This article is NOT “training.”  The purpose of this article is to give you a few tools to deal with those critical moments when they come.  If you end up being the one that is there, you need to make the situation better, not worse.  A lot of people make it worse.

   One thing people do that make it worse is start arguing with the person about her own life.  You can’t win that one.  She knows her life better than you do.  When people feel attacked, they get defensive.  You may end up with her arguing even more passionately than ever about how terrible her life is.

   Almost bizarrely, some people actually attack the person!  They call them names.  They call them drama queens.  They assert “if you really wanted to kill yourself, you’d be dead already.”  Maybe.  Maybe not.  Sometimes being willing to actually talk about it before doing it is one last plea: Does ANYONE care if I live or die?  Beware of the answer you’re giving to that question.

   What follows is a summary of blogs on this topic available for free at http://scotconway.com.  For more detailed explanation of each of these steps, read the articles on Emotional Intelligence Training.

1. Create Connection

   Ask how they feel.  Let them talk for a moment.  Ask them why they feel the way they feel.  Just listen.  Let them talk their way through once.  

   Empathize with them.  Something like “Wow.  That’s terrible.  If I felt the way you feel, I’d want to kill myself, too.  I can totally see why you’d feel so bad!”

   This helps them understand that they aren’t being stupid for feeling what they feel.  It helps them feel like they aren’t alone.  Someone understands.  When you’ve connected, you can start to lead them through to the other side of their despair.

2. Ask Solution Questions.

   Ask questions.  Do not tell them what to do or you give them something to argue with.  If the person is incredibly emotional, you would ask “you oriented” questions.  The goal is two-fold: 1. Get them thinking (which reduces emotion), and 2. Shift their attention to the possibility of answers.

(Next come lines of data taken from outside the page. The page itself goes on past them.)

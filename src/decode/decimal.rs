//! Exact conversion between the engine's arbitrary-precision decimal and the
//! fixed 96-bit decimal.
//!
//! A fixed decimal is a sign, a 96-bit unscaled magnitude stored as three
//! 32-bit words, and a scale in [0, 28]:
//!
//! ```text
//!  16-byte big-endian buffer
//!  [ 0 .. 4 ]  must be zero (magnitude <= 96 bits)
//!  [ 4 .. 8 ]  hi
//!  [ 8 .. 12]  mid
//!  [12 .. 16]  lo
//! ```
//!
//! Values that are not exactly representable are rejected, never rounded.

use std::fmt;
use std::str::FromStr;

use num_bigint::{BigInt, Sign};
use rust_decimal::Decimal;

use crate::engine::constants::{FIXED_DECIMAL_MAX_BITS, FIXED_DECIMAL_MAX_SCALE};
use crate::error::{Error, Result};

/// Arbitrary-precision decimal as the engine hands it over:
/// `unscaled * 10^-scale`.
#[derive(Debug, Clone, PartialEq, Eq, Hash)]
pub struct NativeDecimal {
    pub unscaled: BigInt,
    pub scale: i32,
}

impl NativeDecimal {
    pub fn new(unscaled: impl Into<BigInt>, scale: i32) -> Self {
        Self {
            unscaled: unscaled.into(),
            scale,
        }
    }

    pub fn is_negative(&self) -> bool {
        self.unscaled.sign() == Sign::Minus
    }
}

impl FromStr for NativeDecimal {
    type Err = Error;

    /// Parse plain or exponent notation: `-12.50`, `1E+3`, `.5`.
    fn from_str(s: &str) -> Result<Self> {
        let invalid = || Error::invalid_argument(format!("invalid decimal literal: {:?}", s));
        let s = s.trim();

        let (mantissa, exponent) = match s.find(['e', 'E']) {
            Some(idx) => {
                let exp = s[idx + 1..].parse::<i32>().map_err(|_| invalid())?;
                (&s[..idx], exp)
            }
            None => (s, 0),
        };

        let (negative, digits) = match mantissa.as_bytes().first() {
            Some(b'-') => (true, &mantissa[1..]),
            Some(b'+') => (false, &mantissa[1..]),
            _ => (false, mantissa),
        };

        let (int_part, frac_part) = digits.split_once('.').unwrap_or((digits, ""));
        if int_part.is_empty() && frac_part.is_empty() {
            return Err(invalid());
        }
        if !int_part
            .bytes()
            .chain(frac_part.bytes())
            .all(|b| b.is_ascii_digit())
        {
            return Err(invalid());
        }

        let mut all_digits = String::with_capacity(int_part.len() + frac_part.len() + 1);
        if negative {
            all_digits.push('-');
        }
        all_digits.push_str(int_part);
        all_digits.push_str(frac_part);

        let unscaled = all_digits.parse::<BigInt>().map_err(|_| invalid())?;
        let frac_len = i32::try_from(frac_part.len()).map_err(|_| invalid())?;
        let scale = frac_len.checked_sub(exponent).ok_or_else(invalid)?;

        Ok(Self { unscaled, scale })
    }
}

impl fmt::Display for NativeDecimal {
    fn fmt(&self, f: &mut fmt::Formatter<'_>) -> fmt::Result {
        let digits = self.unscaled.magnitude().to_string();
        if self.is_negative() {
            f.write_str("-")?;
        }

        if self.scale <= 0 {
            f.write_str(&digits)?;
            if digits != "0" {
                for _ in 0..self.scale.unsigned_abs() {
                    f.write_str("0")?;
                }
            }
            return Ok(());
        }

        let scale = self.scale as usize;
        if digits.len() > scale {
            let (int_part, frac_part) = digits.split_at(digits.len() - scale);
            write!(f, "{}.{}", int_part, frac_part)
        } else {
            write!(f, "0.{:0>width$}", digits, width = scale)
        }
    }
}

/// Convert an engine decimal into a fixed 96-bit decimal.
///
/// # Errors
/// Returns `Error::Overflow` if the magnitude needs more than 96 bits or the
/// scale lies outside [0, 28].
pub fn to_fixed(value: &NativeDecimal) -> Result<Decimal> {
    let magnitude = value.unscaled.magnitude();
    if magnitude.bits() > FIXED_DECIMAL_MAX_BITS {
        return Err(Error::overflow(format!(
            "decimal magnitude of {} bits exceeds {} bits",
            magnitude.bits(),
            FIXED_DECIMAL_MAX_BITS
        )));
    }
    if value.scale < 0 || value.scale as u32 > FIXED_DECIMAL_MAX_SCALE {
        return Err(Error::overflow(format!(
            "decimal scale {} outside [0, {}]",
            value.scale, FIXED_DECIMAL_MAX_SCALE
        )));
    }

    let be = magnitude.to_bytes_be();
    let mut buf = [0u8; 16];
    buf[16 - be.len()..].copy_from_slice(&be);

    let hi = u32::from_be_bytes([buf[4], buf[5], buf[6], buf[7]]);
    let mid = u32::from_be_bytes([buf[8], buf[9], buf[10], buf[11]]);
    let lo = u32::from_be_bytes([buf[12], buf[13], buf[14], buf[15]]);

    Ok(Decimal::from_parts(
        lo,
        mid,
        hi,
        value.is_negative(),
        value.scale as u32,
    ))
}

/// Convert a fixed decimal back into the engine representation. Exact.
pub fn from_fixed(value: Decimal) -> NativeDecimal {
    NativeDecimal {
        unscaled: BigInt::from(value.mantissa()),
        scale: value.scale() as i32,
    }
}

#[cfg(test)]
mod tests {
    use super::*;

    fn dec(s: &str) -> NativeDecimal {
        s.parse().unwrap()
    }

    #[test]
    fn test_negative_integer() {
        let fixed = to_fixed(&NativeDecimal::new(-65535, 0)).unwrap();
        assert_eq!(fixed, Decimal::from(-65535));
        assert!(fixed.is_sign_negative());
        assert_eq!(fixed.scale(), 0);
    }

    #[test]
    fn test_word_layout() {
        // 2^64 + 2^32 + 1 -> hi=1, mid=1, lo=1
        let one = BigInt::from(1u8);
        let unscaled = (&one << 64u32) + (&one << 32u32) + &one;
        let fixed = to_fixed(&NativeDecimal::new(unscaled, 3)).unwrap();
        let unpacked = fixed.unpack();
        assert_eq!((unpacked.hi, unpacked.mid, unpacked.lo), (1, 1, 1));
        assert_eq!(fixed.scale(), 3);
        assert!(!fixed.is_sign_negative());
    }

    #[test]
    fn test_round_trip_is_exact() {
        let max_96 = (BigInt::from(1u8) << 96u32) - BigInt::from(1u8);
        let values = [
            NativeDecimal::new(0, 0),
            NativeDecimal::new(1, 28),
            NativeDecimal::new(-1, 28),
            NativeDecimal::new(123_456_789, 4),
            NativeDecimal::new(max_96.clone(), 0),
            NativeDecimal::new(-max_96, 10),
            dec("-1281281281231"),
            dec("3.14159265358979323846264338"),
        ];
        for value in values {
            let fixed = to_fixed(&value).unwrap();
            assert_eq!(from_fixed(fixed), value, "round trip of {}", value);
        }
    }

    #[test]
    fn test_magnitude_over_96_bits_overflows() {
        let value = NativeDecimal::new(BigInt::from(1u8) << 100u32, 0);
        assert!(matches!(to_fixed(&value), Err(Error::Overflow { .. })));

        let value = NativeDecimal::new(BigInt::from(1u8) << 96u32, 0);
        assert!(matches!(to_fixed(&value), Err(Error::Overflow { .. })));
    }

    #[test]
    fn test_scale_bounds() {
        assert!(to_fixed(&NativeDecimal::new(1, 28)).is_ok());
        assert!(matches!(
            to_fixed(&NativeDecimal::new(1, 29)),
            Err(Error::Overflow { .. })
        ));
        assert!(matches!(
            to_fixed(&NativeDecimal::new(1, -1)),
            Err(Error::Overflow { .. })
        ));
    }

    #[test]
    fn test_parse() {
        assert_eq!(dec("-12.50"), NativeDecimal::new(-1250, 2));
        assert_eq!(dec("1E+3"), NativeDecimal::new(1, -3));
        assert_eq!(dec(".5"), NativeDecimal::new(5, 1));
        assert_eq!(dec("+7"), NativeDecimal::new(7, 0));
        assert!("".parse::<NativeDecimal>().is_err());
        assert!("1.2.3".parse::<NativeDecimal>().is_err());
        assert!("abc".parse::<NativeDecimal>().is_err());
    }

    #[test]
    fn test_display() {
        assert_eq!(NativeDecimal::new(-1250, 2).to_string(), "-12.50");
        assert_eq!(NativeDecimal::new(5, 3).to_string(), "0.005");
        assert_eq!(NativeDecimal::new(1, -3).to_string(), "1000");
        assert_eq!(NativeDecimal::new(0, 0).to_string(), "0");
    }
}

   “If I felt like you’re feeling, I sure would be wishing for an answer!  I wonder… do you think anyone has ever gotten through something like this before?”  The goal is to get them to realize that not only are you in it with them now, but others have been here, too, and gotten out the other side.

   “I wonder how they did it?  Any ideas?”  They may have some ideas.  If so, more to the next step.  If not, continue.

   “There’s got to be a way to find out what they did.  How do you think we could find out?  There’s got to be a website or a book or someone we could ask.  Any ideas?”

3. Initiate Research or Solutions.

   Once they start thinking about answers, ask them what they think they ought to try next.  Remember: Ask, do not tell.  If they are staying in a loop, suggest and idea, but then ASK them if they think is sounds logical.  Getting them in their logic is a key to separating them from the intensity of their emotion.

   Either start working through a solution plan or a research plan.  Chances are that they no longer feel bad, so they may not feel the need to do much right now.  That’s okay.

4. Follow Up

   If someone was suicidal, professional counseling may be in order.  Always ask if they think it would be a good idea to “talk to someone.”  Again, you’re asking.  Suicide Hotlines are available in many communities.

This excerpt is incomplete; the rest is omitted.